A magnitude da produção durante a maioria dos números musicais é um deleite aos olhos, e não deve nada para qualquer superprodução do século XXI. Desde o primeiro momento, com “Saturday Night’s Alright” marcando a transição de Elton da infância à juventude, o diretor Dexter Fletcher deixa claro que não vai poupar esforços pra traduzir a grandiosidade do cantor às telas.
Como era de se esperar, o número de “Rocket Man”, que dá título ao filme, marca um dos pontos mais épicos da produção, tanto na construção da narrativa quanto nos estímulos visuais. Falando em estímulos visuais, seria impossível retratar a carreira de Elton John sem dar atenção aos mínimos detalhes do figurino.
Aqui, o figurinista Julian Day faz um trabalho primoroso ao reproduzir fidedignamente alguns dos looks mais marcantes e flamboyants do astro, mas também ao tomar a liberdade criativa de reinterpretar alguns códigos de seu armário sem perder o fio da meada. Tudo o que se espera desse quesito é traduzido à tela: as camisas Versace, os óculos cada vez mais delirantes, as jóias à la Liz Taylor, os chapéus pomposos e os shortinhos (!!!), bancados com ótima desenvoltura por Taron.
Mas se a superprodução chega quase ao limite do excesso em números como “Honky Cat” e “Pinball Wizard”, é nos momentos mais delicados e subliminares que a emoção toma conta da tela.Um dos pontos altos nesse sentido é “Your Song”, talvez o maior sucesso de Elton John, que emociona tanto os coadjuvantes de Taron quanto a plateia durante o filme.
Esses momentos em que a vulnerabilidade de Elton John é explorada, como na solitária cena de “Tiny Dancer” ou na confessional “Don’t Let The Sun Go Down On Me”, que se apoia apenas na química entre Taron e Celine Schoenmaker (Renate Blauel), que o público tem um raro vislumbre nos conflitos pessoais do homem por trás do astro.
Os conflitos de Elton John com sua homossexualidade
Se os fãs de Freddie Mercury ficaram frustrados com o quão pouco a sua sexualidade foi explorado em “Bohemian Rhapsody”, os de Elton John não têm do que reclamar, já que os conflitos internos (e externos!) do astro com sua homossexualidade servem como um dos principais fios condutores da narrativa de “Rocketman”.
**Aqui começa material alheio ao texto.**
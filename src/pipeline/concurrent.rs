//! Order-preserving concurrent mapping over an async sequence.

use std::future::Future;
use std::pin::Pin;
use std::task::{Context, Poll};

use futures_util::stream::{BoxStream, FuturesOrdered, Stream, StreamExt};
use tokio::task::JoinHandle;

/// Maps a transform over an input sequence with bounded concurrency,
/// yielding results in input order.
///
/// Pulls eagerly from the input and keeps up to `max_concurrent`
/// invocations in flight as spawned tasks; the consumer always receives
/// the result of the oldest still-pending invocation first. While the
/// ring is full no new input is pulled, so backpressure reaches the
/// producer. Dropping the map stops pulling input but lets already
/// spawned tasks run to completion.
///
/// Transform failures must be surfaced as values of the output type; a
/// panic inside a task is resumed on the consumer.
pub struct BoundedConcurrentMap<T, U, F> {
    input: BoxStream<'static, T>,
    transform: F,
    max_concurrent: usize,
    in_flight: FuturesOrdered<JoinHandle<U>>,
    input_done: bool,
}

impl<T, U, F, Fut> BoundedConcurrentMap<T, U, F>
where
    F: FnMut(T) -> Fut,
    Fut: Future<Output = U> + Send + 'static,
    U: Send + 'static,
{
    /// Create a map over `input` with the given in-flight cap (minimum 1).
    pub fn new(input: BoxStream<'static, T>, max_concurrent: usize, transform: F) -> Self {
        Self {
            input,
            transform,
            max_concurrent: max_concurrent.max(1),
            in_flight: FuturesOrdered::new(),
            input_done: false,
        }
    }
}

impl<T, U, F, Fut> Stream for BoundedConcurrentMap<T, U, F>
where
    F: FnMut(T) -> Fut + Unpin,
    Fut: Future<Output = U> + Send + 'static,
    U: Send + 'static,
{
    type Item = U;

    fn poll_next(self: Pin<&mut Self>, cx: &mut Context<'_>) -> Poll<Option<Self::Item>> {
        let this = self.get_mut();

        // Fill the ring from the input while there is capacity.
        while !this.input_done && this.in_flight.len() < this.max_concurrent {
            match this.input.poll_next_unpin(cx) {
                Poll::Ready(Some(item)) => {
                    this.in_flight
                        .push_back(tokio::spawn((this.transform)(item)));
                }
                Poll::Ready(None) => this.input_done = true,
                Poll::Pending => break,
            }
        }

        match this.in_flight.poll_next_unpin(cx) {
            Poll::Ready(Some(Ok(result))) => Poll::Ready(Some(result)),
            Poll::Ready(Some(Err(err))) => match err.try_into_panic() {
                Ok(payload) => std::panic::resume_unwind(payload),
                // Task cancellation only happens at runtime shutdown.
                Err(_) => Poll::Ready(None),
            },
            Poll::Ready(None) if this.input_done => Poll::Ready(None),
            Poll::Ready(None) | Poll::Pending => Poll::Pending,
        }
    }
}
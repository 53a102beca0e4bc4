//! Pipeline composition and execution.

use std::sync::Arc;

use futures_util::future;
use futures_util::stream::{BoxStream, StreamExt};

use crate::events::TransferController;
use crate::io::RandomFileAccess;
use crate::types::asset::TransferAsset;

/// Shared context threaded through every stage.
#[derive(Debug, Clone)]
pub struct PipelineContext {
    /// Event bus the stages emit into.
    pub controller: Arc<TransferController>,
    /// Registry of open local file handles.
    pub files: Arc<RandomFileAccess>,
}

/// Items that carry a back-reference to their asset.
pub trait HasAsset {
    /// The asset this item belongs to.
    fn asset(&self) -> &Arc<TransferAsset>;

    /// Whether this item announces its asset's terminal state downstream.
    ///
    /// Terminal markers survive the failed-asset filter so the join and
    /// close stages observe the asset exactly once.
    fn is_terminal_marker(&self) -> bool {
        false
    }
}

impl HasAsset for crate::types::part::TransferPart {
    fn asset(&self) -> &Arc<TransferAsset> {
        self.asset()
    }

    fn is_terminal_marker(&self) -> bool {
        self.is_failed()
    }
}

impl HasAsset for Arc<TransferAsset> {
    fn asset(&self) -> &Arc<TransferAsset> {
        self
    }

    // An asset item is its own terminal marker.
    fn is_terminal_marker(&self) -> bool {
        true
    }
}

/// One async transformation over the item sequence.
pub trait PipelineStage: Send + Sync + 'static {
    /// Item type consumed by the stage.
    type In: Send + 'static;
    /// Item type produced by the stage.
    type Out: Send + 'static;

    /// Transform the input sequence into the output sequence.
    fn execute(
        self: Arc<Self>,
        input: BoxStream<'static, Self::In>,
        ctx: PipelineContext,
    ) -> BoxStream<'static, Self::Out>;
}

/// Drop items whose asset has already failed.
///
/// Terminal markers pass through so downstream stages still observe the
/// failed asset once; everything else belonging to a failed asset is
/// discarded, which is what keeps sibling assets flowing after a failure.
pub fn filter_failed_assets<T>(input: BoxStream<'static, T>) -> BoxStream<'static, T>
where
    T: HasAsset + Send + 'static,
{
    input
        .filter(|item| {
            let keep = !item.asset().has_failed() || item.is_terminal_marker();
            future::ready(keep)
        })
        .boxed()
}

/// Two stages glued together with the failed-asset filter between them.
pub struct Chained<A, B> {
    first: Arc<A>,
    second: Arc<B>,
}

impl<A, B> PipelineStage for Chained<A, B>
where
    A: PipelineStage,
    B: PipelineStage<In = A::Out>,
    A::Out: HasAsset,
{
    type In = A::In;
    type Out = B::Out;

    fn execute(
        self: Arc<Self>,
        input: BoxStream<'static, Self::In>,
        ctx: PipelineContext,
    ) -> BoxStream<'static, Self::Out> {
        let mid = Arc::clone(&self.first).execute(input, ctx.clone());
        let filtered = filter_failed_assets(mid);
        Arc::clone(&self.second).execute(filtered, ctx)
    }
}

/// An ordered composition of stages driven to exhaustion.
///
/// # Examples
/// ```no_run
/// # use std::sync::Arc;
/// # use futures_util::stream::{self, StreamExt};
/// # use bytehaul::pipeline::{Pipeline, PipelineContext, SplitStage, JoinStage, CloseStage, TransferStage};
/// # use bytehaul::{TransferClient, TransferOptions, TransferController, RandomFileAccess};
/// # async fn example(client: TransferClient, assets: Vec<Arc<bytehaul::TransferAsset>>) {
/// let options = client.options().clone();
/// let ctx = PipelineContext {
///     controller: Arc::new(TransferController::new()),
///     files: Arc::new(RandomFileAccess::new()),
/// };
/// Pipeline::new(SplitStage::new(options.preferred_part_size))
///     .then(TransferStage::download(client, &options))
///     .then(JoinStage::new(None))
///     .then(CloseStage)
///     .run(stream::iter(assets).boxed(), ctx)
///     .await;
/// # }
/// ```
pub struct Pipeline<S> {
    stage: S,
}

struct CloseAllGuard(Arc<RandomFileAccess>);

impl Drop for CloseAllGuard {
    fn drop(&mut self) {
        self.0.close_all();
    }
}

impl<S: PipelineStage> Pipeline<S> {
    /// Start a pipeline with its first stage.
    pub fn new(stage: S) -> Self {
        Self { stage }
    }

    /// Append a stage, filtering failed assets between the two.
    pub fn then<N>(self, next: N) -> Pipeline<Chained<S, N>>
    where
        N: PipelineStage<In = S::Out>,
        S::Out: HasAsset,
    {
        Pipeline {
            stage: Chained {
                first: Arc::new(self.stage),
                second: Arc::new(next),
            },
        }
    }

    /// Drive the composed stages over `input` until exhaustion.
    ///
    /// Every open file handle is released when this returns, on success,
    /// failure, or unwind.
    pub async fn run(self, input: BoxStream<'static, S::In>, ctx: PipelineContext) {
        let _guard = CloseAllGuard(Arc::clone(&ctx.files));
        let mut output = Arc::new(self.stage).execute(input, ctx);
        while output.next().await.is_some() {}
    }
}

#[cfg(test)]
mod tests {
    use std::path::PathBuf;
    use std::sync::Arc;

    use bytes::Bytes;
    use futures_util::stream;
    use url::Url;

    use crate::error::TransferError;
    use crate::types::part::{ByteRange, TransferPart};

    use super::*;

    fn asset() -> Arc<TransferAsset> {
        Arc::new(TransferAsset::download(
            Url::parse("http://localhost/file.bin").unwrap(),
            PathBuf::from("/tmp/file.bin"),
            12,
        ))
    }

    fn part_of(asset: &Arc<TransferAsset>, low: u64, high: u64) -> TransferPart {
        let url = asset.part_url().unwrap().clone();
        TransferPart::new(Arc::clone(asset), ByteRange::new(low, high), url, 0, 2)
    }

    #[tokio::test]
    async fn filter_drops_parts_of_failed_assets() {
        let healthy = asset();
        let failed = asset();
        failed.fail(Arc::new(TransferError::InvalidOptions("bad".into())));

        let parts = vec![
            part_of(&healthy, 0, 6),
            part_of(&failed, 0, 6),
            part_of(&healthy, 7, 11),
        ];
        let kept: Vec<TransferPart> =
            filter_failed_assets(stream::iter(parts).boxed()).collect().await;
        assert_eq!(kept.len(), 2);
        assert!(kept.iter().all(|p| Arc::ptr_eq(p.asset(), &healthy)));
    }

    #[tokio::test]
    async fn filter_keeps_terminal_markers() {
        let failed = asset();
        failed.fail(Arc::new(TransferError::InvalidOptions("bad".into())));

        let marker = part_of(&failed, 0, 6).into_failed();
        let kept: Vec<TransferPart> =
            filter_failed_assets(stream::iter(vec![marker]).boxed()).collect().await;
        assert_eq!(kept.len(), 1);
        assert!(kept[0].is_failed());
    }

    #[tokio::test]
    async fn close_all_runs_even_when_a_stage_panics() {
        struct PanicStage;
        impl PipelineStage for PanicStage {
            type In = Arc<TransferAsset>;
            type Out = Arc<TransferAsset>;
            fn execute(
                self: Arc<Self>,
                input: BoxStream<'static, Self::In>,
                _ctx: PipelineContext,
            ) -> BoxStream<'static, Self::Out> {
                input.map(|_asset| panic!("stage blew up")).boxed()
            }
        }

        let dir = tempfile::tempdir().unwrap();
        let path = dir.path().join("file.bin");
        let files = Arc::new(crate::io::RandomFileAccess::new());
        files
            .write_at(&path, 0, Bytes::from_static(b"x"))
            .await
            .unwrap();
        assert_eq!(files.open_count(), 1);

        let ctx = PipelineContext {
            controller: Arc::new(TransferController::new()),
            files: Arc::clone(&files),
        };
        let run = Pipeline::new(PanicStage).run(stream::iter(vec![asset()]).boxed(), ctx);
        let result = tokio::spawn(run).await;
        assert!(result.is_err());
        assert_eq!(files.open_count(), 0);
    }
}
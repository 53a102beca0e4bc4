//! Wire records for the direct-binary upload protocol.

use serde::Deserialize;

/// Response of a folder's `.initiateUpload.json` call.
#[derive(Debug, Clone, Deserialize)]
#[serde(rename_all = "camelCase")]
pub struct InitiateUploadResponse {
    /// URI to post the upload completion to; may be origin-relative.
    #[serde(rename = "completeURI", default)]
    pub complete_uri: Option<String>,
    /// Repository path of the folder.
    #[serde(default)]
    pub folder_path: Option<String>,
    /// Per-file upload descriptors; empty means the repository expects
    /// the create-asset-servlet fallback.
    #[serde(default)]
    pub files: Vec<InitiateUploadFile>,
}

/// Per-file entry of an initiate-upload response.
#[derive(Debug, Clone, Deserialize)]
#[serde(rename_all = "camelCase")]
pub struct InitiateUploadFile {
    /// Pre-signed URIs, one PUT per part.
    #[serde(rename = "uploadURIs", default)]
    pub upload_uris: Vec<String>,
    /// Opaque token echoed back in the completion call.
    #[serde(default)]
    pub upload_token: Option<String>,
    /// Smallest part size the repository accepts.
    #[serde(default)]
    pub min_part_size: Option<u64>,
    /// Largest part size the repository accepts.
    #[serde(default)]
    pub max_part_size: Option<u64>,
    /// Content type the repository resolved for the file.
    #[serde(default)]
    pub mime_type: Option<String>,
}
É sua timidez e falta de experiência ou referências que aparece quando ele tenta beijar o eterno parceiro de composições, Bernie Taupin, que ganha interpretação de destaque por parte de Jamie Bell, responsável por alguns dos melhores momentos de comédia do filme.
É também a sua homossexualidade que parece motivar a ausência do pai e o desprezo da mãe, Sheila, vivida por uma convincente Bryce Dallas Howard, capaz de humanizar a personagem pra além dos seus interesses pessoais e negligências maternas.
Um dos pontos mais explorados do filme também passa pela sexualidade de Elton: sua relação tóxica com o empresário John Reid (Richard Madden), que serve tanto para o primeiro amor consumado do astro, quanto para a personificação da praga de Sheila, que diz ao filho em uma das cenas mais comoventes do longa: “Você nunca será amado de verdade”.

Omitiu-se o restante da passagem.